Гордеев задержался в дверях на секунду дольше нужного. Я знал этот его взгляд — короткий, оценивающий, чуть исподлобья. Так смотрит человек, который записывает каждую твою странность в невидимый блокнот, на будущее. Я держал его при себе именно поэтому: умный, хищный, амбициозный. Полезный, пока понимает, кто здесь хищник крупнее. Но я не питал иллюзий — в тот день, когда я оступлюсь, Гордеев окажется первым, кто почует кровь.
— Как скажете, Марк Андреевич, — произнёс он наконец с безупречной, ничего не выражающей улыбкой и закрыл за собой дверь.
Он ушёл, и я снова остался один на один с папкой.
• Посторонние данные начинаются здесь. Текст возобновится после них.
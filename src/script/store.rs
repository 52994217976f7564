//! Script retrieval
//!
//! A script is fetched exactly once per session, before anything is
//! recorded. Failures are never retried.

use super::schema::Script;
use async_trait::async_trait;
use std::path::{Path, PathBuf};
use std::time::Duration;
use thiserror::Error;
use tracing::instrument;

/// Script-related errors
#[derive(Error, Debug)]
pub enum ScriptError {
    #[error("request failed: {0}")]
    Http(String),

    #[error("script endpoint returned status {0}")]
    Status(u16),

    #[error("IO error: {0}")]
    Io(#[from] std::io::Error),

    #[error("JSON parsing error: {0}")]
    Json(#[from] serde_json::Error),

    #[error("malformed script: {0}")]
    Malformed(String),
}

/// Source of the session script
#[async_trait]
pub trait ScriptStore: Send + Sync {
    /// Load and validate the script
    async fn load(&self) -> Result<Script, ScriptError>;
}

/// Check that a script has at least one section and that every section has lines
pub fn validate(script: &Script) -> Result<(), ScriptError> {
    if script.sections.is_empty() {
        return Err(ScriptError::Malformed("script has no sections".to_string()));
    }

    for (index, section) in script.sections.iter().enumerate() {
        if section.is_empty() {
            return Err(ScriptError::Malformed(format!(
                "section {} ('{}') has no lines",
                index, section.title
            )));
        }
    }

    Ok(())
}

/// Fetches the script from the remote script endpoint
#[derive(Debug, Clone)]
pub struct HttpScriptStore {
    base_url: String,
    client: reqwest::Client,
}

impl HttpScriptStore {
    pub fn new(base_url: impl Into<String>, timeout: Duration) -> Result<Self, ScriptError> {
        let client = reqwest::Client::builder()
            .timeout(timeout)
            .build()
            .map_err(|e| ScriptError::Http(e.to_string()))?;

        Ok(Self {
            base_url: base_url.into().trim_end_matches('/').to_string(),
            client,
        })
    }

    fn url(&self) -> String {
        format!("{}/api/get-script", self.base_url)
    }
}

#[async_trait]
impl ScriptStore for HttpScriptStore {
    #[instrument(skip(self), fields(base_url = %self.base_url))]
    async fn load(&self) -> Result<Script, ScriptError> {
        let url = self.url();
        tracing::debug!("Fetching script from {}", url);

        let response = self.client.get(&url).send().await.map_err(|e| {
            tracing::error!("Script request failed: {}", e);
            ScriptError::Http(e.to_string())
        })?;

        if !response.status().is_success() {
            let status = response.status();
            tracing::error!("Script endpoint returned error: {}", status);
            return Err(ScriptError::Status(status.as_u16()));
        }

        let body = response
            .bytes()
            .await
            .map_err(|e| ScriptError::Http(e.to_string()))?;
        let script: Script = serde_json::from_slice(&body)?;
        validate(&script)?;

        tracing::info!(
            "Loaded script: {} sections, {} lines",
            script.sections.len(),
            script.total_lines()
        );
        Ok(script)
    }
}

/// Reads the script document from a local JSON file
#[derive(Debug, Clone)]
pub struct FileScriptStore {
    path: PathBuf,
}

impl FileScriptStore {
    pub fn new(path: impl Into<PathBuf>) -> Self {
        Self { path: path.into() }
    }

    pub fn path(&self) -> &Path {
        &self.path
    }
}

#[async_trait]
impl ScriptStore for FileScriptStore {
    async fn load(&self) -> Result<Script, ScriptError> {
        let content = tokio::fs::read_to_string(&self.path).await?;
        let script: Script = serde_json::from_str(&content)?;
        validate(&script)?;

        tracing::debug!("Loaded script from {:?}", self.path);
        Ok(script)
    }
}
//! Session state management
//!
//! Defines the session state machine, the script cursor and the
//! notifications emitted to observers.

use serde::{Deserialize, Serialize};

use super::progress::SectionProgress;
use crate::script::Script;

/// Current state of a narrated session
#[derive(Debug, Clone, Copy, PartialEq, Eq, Serialize, Deserialize)]
#[serde(rename_all = "kebab-case")]
pub enum SessionState {
    /// Session created, recording not started
    Idle,
    /// A narration unit is being spoken
    Narrating,
    /// Waiting for the operator to continue
    AwaitingAdvance,
    /// Waiting for a document capture to be confirmed
    AwaitingCapture,
    /// Session finished; irreversible
    Terminated,
}

impl Default for SessionState {
    fn default() -> Self {
        Self::Idle
    }
}

/// Why a session terminated
#[derive(Debug, Clone, Copy, PartialEq, Eq, Serialize, Deserialize)]
#[serde(rename_all = "kebab-case")]
pub enum TerminationReason {
    /// Every line of the script was narrated
    ScriptComplete,
    /// An auto-terminate line or section was reached
    AutoTerminate,
    /// The operator stopped the session early
    UserStopped,
}

/// Position of the next line to speak.
///
/// Field order matters: the derived ordering is lexicographic on
/// `(section, line)`, which is the order in which a session visits lines.
#[derive(Debug, Clone, Copy, Default, PartialEq, Eq, PartialOrd, Ord, Hash, Serialize, Deserialize)]
#[serde(rename_all = "camelCase")]
pub struct Cursor {
    pub section: usize,
    pub line: usize,
}

impl Cursor {
    pub fn new(section: usize, line: usize) -> Self {
        Self { section, line }
    }

    /// Roll an exhausted section over to the start of the next non-empty one.
    ///
    /// Returns the cursor unchanged if it already points at a line. When no
    /// lines remain the result points one past the last section.
    pub fn normalize(self, script: &Script) -> Self {
        let mut cursor = self;
        while let Some(section) = script.section(cursor.section) {
            if cursor.line < section.len() {
                break;
            }
            cursor = Cursor::new(cursor.section + 1, 0);
        }
        cursor
    }

    /// Whether no lines remain at or after this position
    pub fn is_exhausted(&self, script: &Script) -> bool {
        self.normalize(script).section >= script.sections.len()
    }
}

/// Notifications emitted by a session to its observers
#[derive(Debug, Clone, PartialEq)]
pub enum SessionNotification {
    /// The session moved to a new state
    StateChanged(SessionState),
    /// Progress after a cursor change
    Progress(Vec<SectionProgress>),
    /// A narration unit started speaking
    Narrating { cursor: Cursor, text: String },
    /// The customer must show a document
    CaptureRequested { image_type: String, action: Option<String> },
    /// A document image was captured and awaits confirmation
    CaptureTaken { image_type: String },
    /// The pending capture was discarded
    CaptureDiscarded { image_type: String },
    /// The capture was confirmed
    CaptureConfirmed { image_type: String },
    /// A non-fatal failure was absorbed; the session continues
    Warning { code: String, message: String },
    /// The session terminated
    Terminated(TerminationReason),
}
Я открыл её. Сверху лежала фотография — не для дела, не нужная ни для какой сделки. Я попросил её достать давно, ещё года два назад, и сам не знал зачем. Алиса на ней была снята на улице, в столице, выходящей из стеклянного офисного здания. Деловой костюм, волосы стянуты в строгий узел, лицо холодное и собранное. Чужое лицо. Лицо женщины, которая чего-то добилась.
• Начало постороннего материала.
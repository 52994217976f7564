//! Assistant configuration.
//!
//! Loaded from a TOML file. Every section has defaults, so an empty file
//! (or no file at all) yields a working local setup.

use std::fs;
use std::path::{Path, PathBuf};
use std::time::Duration;

use serde::{Deserialize, Serialize};
use thiserror::Error;

use crate::narration::unit::Placeholders;
use crate::persistence::types::CustomerDetails;

/// Configuration errors
#[derive(Error, Debug)]
pub enum ConfigError {
    #[error("failed to read {path}: {source}")]
    Read {
        path: PathBuf,
        source: std::io::Error,
    },

    #[error("invalid config at {path}: {source}")]
    Parse {
        path: PathBuf,
        source: toml::de::Error,
    },

    #[error("invalid value for {key}: {message}")]
    Invalid { key: &'static str, message: String },
}

/// Assistant configuration.
#[derive(Debug, Clone, Default, Serialize, Deserialize)]
#[serde(default)]
pub struct AppConfig {
    pub server: ServerConfig,
    pub script: ScriptConfig,
    pub narration: NarrationConfig,
    pub recording: RecordingConfig,
    pub customer: CustomerDetails,
    pub session: SessionConfig,
    pub logging: LoggingConfig,
}

#[derive(Debug, Clone, Serialize, Deserialize)]
#[serde(default)]
pub struct ServerConfig {
    /// Base URL of the script and persistence endpoints
    pub base_url: String,
    pub timeout_secs: u64,
}

impl ServerConfig {
    pub fn timeout(&self) -> Duration {
        Duration::from_secs(self.timeout_secs)
    }
}

impl Default for ServerConfig {
    fn default() -> Self {
        Self {
            base_url: "http://localhost:5000".to_string(),
            timeout_secs: 30,
        }
    }
}

#[derive(Debug, Clone, Default, Serialize, Deserialize)]
#[serde(default)]
pub struct ScriptConfig {
    /// Local script document; when unset the script is fetched from the server
    pub path: Option<PathBuf>,
}

#[derive(Debug, Clone, Serialize, Deserialize)]
#[serde(default)]
pub struct NarrationConfig {
    /// Joins the lines of a grouped unit
    pub separator: String,
    /// `[["[Customer Name]", "Customer"], ...]`, applied in order
    pub placeholders: Placeholders,
    /// Speaking rate of the console voice
    pub words_per_minute: u32,
}

impl Default for NarrationConfig {
    fn default() -> Self {
        Self {
            separator: " ".to_string(),
            placeholders: Placeholders::default(),
            words_per_minute: 160,
        }
    }
}

#[derive(Debug, Clone, Serialize, Deserialize)]
#[serde(default)]
pub struct RecordingConfig {
    pub output_dir: PathBuf,
    pub file_prefix: String,
    pub extension: String,
    /// How often the capture device emits a chunk
    pub chunk_interval_ms: u64,
}

impl Default for RecordingConfig {
    fn default() -> Self {
        Self {
            output_dir: PathBuf::from("data/videos"),
            file_prefix: "kyc_recording".to_string(),
            extension: "webm".to_string(),
            chunk_interval_ms: 1000,
        }
    }
}

#[derive(Debug, Clone, Default, Serialize, Deserialize)]
#[serde(default)]
pub struct SessionConfig {
    pub consent_given: bool,
    pub notes: String,
}

#[derive(Debug, Clone, Serialize, Deserialize)]
#[serde(default)]
pub struct LoggingConfig {
    /// `tracing_subscriber::EnvFilter` directive, overridden by `RUST_LOG`
    pub filter: String,
}

impl Default for LoggingConfig {
    fn default() -> Self {
        Self {
            filter: "vkyc_assistant=debug,vkyc_assistant_lib=debug,info".to_string(),
        }
    }
}

impl AppConfig {
    /// Load config from `path`.
    pub fn load(path: &Path) -> Result<Self, ConfigError> {
        let contents = fs::read_to_string(path).map_err(|source| ConfigError::Read {
            path: path.to_path_buf(),
            source,
        })?;

        let config: Self = toml::from_str(&contents).map_err(|source| ConfigError::Parse {
            path: path.to_path_buf(),
            source,
        })?;

        config.validate()?;
        Ok(config)
    }

    /// Load config from `path` if given, otherwise use defaults.
    pub fn load_or_default(path: Option<&Path>) -> Result<Self, ConfigError> {
        match path {
            Some(path) => Self::load(path),
            None => Ok(Self::default()),
        }
    }

    fn validate(&self) -> Result<(), ConfigError> {
        if self.script.path.is_none() && self.server.base_url.trim().is_empty() {
            return Err(ConfigError::Invalid {
                key: "server.base_url",
                message: "required when script.path is not set".to_string(),
            });
        }
        if self.recording.extension.trim_start_matches('.').is_empty() {
            return Err(ConfigError::Invalid {
                key: "recording.extension",
                message: "must not be empty".to_string(),
            });
        }
        if self.narration.words_per_minute == 0 {
            return Err(ConfigError::Invalid {
                key: "narration.words_per_minute",
                message: "must be greater than zero".to_string(),
            });
        }
        if self.recording.chunk_interval_ms == 0 {
            return Err(ConfigError::Invalid {
                key: "recording.chunk_interval_ms",
                message: "must be greater than zero".to_string(),
            });
        }
        Ok(())
    }
}

#[cfg(test)]
mod tests {
    use super::*;
    use tempfile::tempdir;

    #[test]
    fn test_defaults() {
        let config = AppConfig::default();
        assert_eq!(config.server.base_url, "http://localhost:5000");
        assert_eq!(config.server.timeout(), Duration::from_secs(30));
        assert_eq!(config.narration.separator, " ");
        assert_eq!(config.recording.extension, "webm");
        assert_eq!(config.recording.chunk_interval_ms, 1000);
        assert_eq!(config.narration.words_per_minute, 160);
        assert!(!config.session.consent_given);
    }

    #[test]
    fn test_load_partial_file() {
        let dir = tempdir().unwrap();
        let path = dir.path().join("config.toml");
        fs::write(
            &path,
            r#"
[server]
base_url = "http://kyc.internal:8080"

[narration]
placeholders = [["[Customer Name]", "Sir or Madam"]]

[customer]
name = "Test Customer"
aadhaar_last_4 = "1234"

[session]
consent_given = true
"#,
        )
        .unwrap();

        let config = AppConfig::load(&path).unwrap();
        assert_eq!(config.server.base_url, "http://kyc.internal:8080");
        assert_eq!(config.server.timeout_secs, 30);
        assert_eq!(config.narration.placeholders.apply("Hi [Customer Name]"), "Hi Sir or Madam");
        assert_eq!(config.customer.name, "Test Customer");
        assert_eq!(config.customer.aadhaar_last_4, "1234");
        assert!(config.session.consent_given);
        assert_eq!(config.recording.file_prefix, "kyc_recording");
    }

    #[test]
    fn test_multi_word_keys_are_snake_case() {
        let dir = tempdir().unwrap();
        let path = dir.path().join("config.toml");
        fs::write(
            &path,
            r#"
[server]
timeout_secs = 5

[narration]
words_per_minute = 200

[recording]
file_prefix = "vkyc"
chunk_interval_ms = 250
output_dir = "out"

[customer]
pan_number = "ABCDE1234F"
"#,
        )
        .unwrap();

        let config = AppConfig::load(&path).unwrap();
        assert_eq!(config.server.timeout_secs, 5);
        assert_eq!(config.narration.words_per_minute, 200);
        assert_eq!(config.recording.file_prefix, "vkyc");
        assert_eq!(config.recording.chunk_interval_ms, 250);
        assert_eq!(config.recording.output_dir, PathBuf::from("out"));
        assert_eq!(config.customer.pan_number, "ABCDE1234F");

        // Kebab-case spellings are not recognised.
        fs::write(&path, "[server]\ntimeout-secs = 5\n").unwrap();
        assert_eq!(AppConfig::load(&path).unwrap().server.timeout_secs, 30);
    }

    #[test]
    fn test_load_missing_file() {
        let dir = tempdir().unwrap();
        let err = AppConfig::load(&dir.path().join("nope.toml")).unwrap_err();
        assert!(matches!(err, ConfigError::Read { .. }));
    }

    #[test]
    fn test_load_invalid_file() {
        let dir = tempdir().unwrap();
        let path = dir.path().join("config.toml");
        fs::write(&path, "[server\nbase_url = 1").unwrap();
        assert!(matches!(AppConfig::load(&path), Err(ConfigError::Parse { .. })));
    }

    #[test]
    fn test_rejects_empty_extension() {
        let dir = tempdir().unwrap();
        let path = dir.path().join("config.toml");
        fs::write(&path, "[recording]\nextension = \".\"\n").unwrap();
        assert!(matches!(
            AppConfig::load(&path),
            Err(ConfigError::Invalid { key: "recording.extension", .. })
        ));
    }
}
Но я знал, что под этим лицом. Я знал, как опускаются внешние уголки её глаз, отчего даже в смехе у неё всегда жила тень печали. Я знал маленький шрам у большого пальца — она порезалась о заводское стекло в шестнадцать, и я тогда зажимал ей рану своей футболкой и думал, что умру от того, как сильно её люблю. Я знал, как звучит её голос, когда она злится: ниже, тише, с хрипотцой.
Я провёл большим пальцем по краю фотографии и поймал себя на этом жесте. Остановился. Убрал руку.
В юности я знал её лицо лучше собственного. Я мог бы нарисовать его с закрытыми глазами — если бы умел рисовать. Эти светло-серые глаза с опущенными уголками, которые делали её грустной даже в самые счастливые минуты. Эту переносицу в веснушках, которую она ненавидела и которую я целовал именно за то, что она её ненавидела. Я помнил, как она хмурилась, когда думала, и как закусывала губу, когда смущалась, и как теребила на безымянном пальце несуществующее кольцо, когда нервничала, — все эти мелочи сводили меня с ума ещё тогда, когда я был мальчишкой и не понимал, что со мной творится.
Семь лет я не позволял себе вспоминать всё это. А теперь, зная, что послезавтра она будет стоять передо мной, я вдруг обнаружил, что ничего не забыл. Что всё это лежало во мне, нетронутое, как стекло на дне реки, — холодное, прозрачное, острое.
Я отошёл от окна и сел за стол. Провёл ладонью по гладкой холодной столешнице — она была из цельной плиты чёрного камня, привезённой откуда-то из Италии, и стоила как квартира в приличном районе. В юности я спал на раскладушке в комнате, где зимой замерзала вода в стакане. Я хорошо помнил это ощущение — холод, от которого нельзя укрыться, который пробирает до костей и поселяется внутри навсегда. Я думал, что, заработав достаточно денег, избавлюсь от него. Я ошибся. Холод никуда не делся. Я просто обил его дорогим камнем и назвал стилем.
Нет. Это не нежность. Это было что угодно, только не нежность. Это был счёт, который я наконец выставлял к оплате. Семь лет я ждал ответа на один-единственный вопрос — почему. Почему она ушла среди ночи, без слова, оставив меня с разорванным надвое сердцем и уверенностью, что для дочки хозяина завода я был всего лишь летним приключением, дворняжкой, с которой наигралась богатая девочка.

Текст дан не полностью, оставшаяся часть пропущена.